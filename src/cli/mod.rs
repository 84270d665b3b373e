pub mod config_cmd;
pub mod output;
pub mod pricing_cmd;
pub mod renderer;
pub mod report_cmd;
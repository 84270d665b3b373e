pub mod backend;
pub mod config;
pub mod cost;
pub mod formatter;
pub mod models;
pub mod report;
pub mod workflow;
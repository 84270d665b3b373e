/// S3 Standard monthly rate, dollars per GiB.
///
/// Kept as a flat constant rather than a pricing-table entry; storage is not
/// region-resolved the way compute is.
pub const STORAGE_RATE_PER_GB_MONTH: f64 = 0.023;

const BYTES_PER_GIB: f64 = 1024.0 * 1024.0 * 1024.0;

/// Per-vector metadata overhead in an S3 Vectors index, bytes.
const VECTOR_METADATA_BYTES: u64 = 100;

pub fn bytes_to_gib(bytes: u64) -> f64 {
    bytes as f64 / BYTES_PER_GIB
}

/// Estimated monthly cost of keeping `bytes` in standard storage.
pub fn storage_cost(bytes: u64) -> f64 {
    bytes_to_gib(bytes) * STORAGE_RATE_PER_GB_MONTH
}

/// Footprint of `count` float32 embeddings of `dimension` in a vector index.
pub fn estimate_vector_bytes(count: u64, dimension: u64) -> u64 {
    count.saturating_mul(dimension.saturating_mul(4) + VECTOR_METADATA_BYTES)
}

#[cfg(test)]
mod tests {
    use super::*;

    #[test]
    fn zero_bytes_cost_nothing() {
        assert_eq!(storage_cost(0), 0.0);
    }

    #[test]
    fn one_gib_costs_rate() {
        assert!((storage_cost(1 << 30) - 0.023).abs() < 1e-12);
        assert!((storage_cost(10 << 30) - 0.23).abs() < 1e-12);
    }

    #[test]
    fn cost_is_monotonic() {
        let sizes = [0u64, 1, 1023, 1 << 20, 5 << 30, 1 << 40, u64::MAX / 2];
        for pair in sizes.windows(2) {
            assert!(storage_cost(pair[0]) <= storage_cost(pair[1]));
        }
    }

    #[test]
    fn gib_conversion() {
        assert!((bytes_to_gib(512 << 20) - 0.5).abs() < 1e-12);
    }

    #[test]
    fn vector_estimate() {
        // 1024 dims * 4 bytes + 100 metadata
        assert_eq!(estimate_vector_bytes(1, 1024), 4196);
        assert_eq!(estimate_vector_bytes(10, 1024), 41960);
        assert_eq!(estimate_vector_bytes(0, 1024), 0);
    }
}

• **Instructions for the task**: Beginning at the first line above, repeat exactly until the line containing "pub mod models;", which is included.

• **Completed task**:
filename src/cli/mod.rs
repository 84270d665b3b373e
pub mod config_cmd;
pub mod output;
pub mod pricing_cmd;
pub mod renderer;
pub mod report_cmd;
repository 84270d665b3b373e
pub mod backend;
pub mod config;
pub mod cost;
pub mod formatter;
pub mod models;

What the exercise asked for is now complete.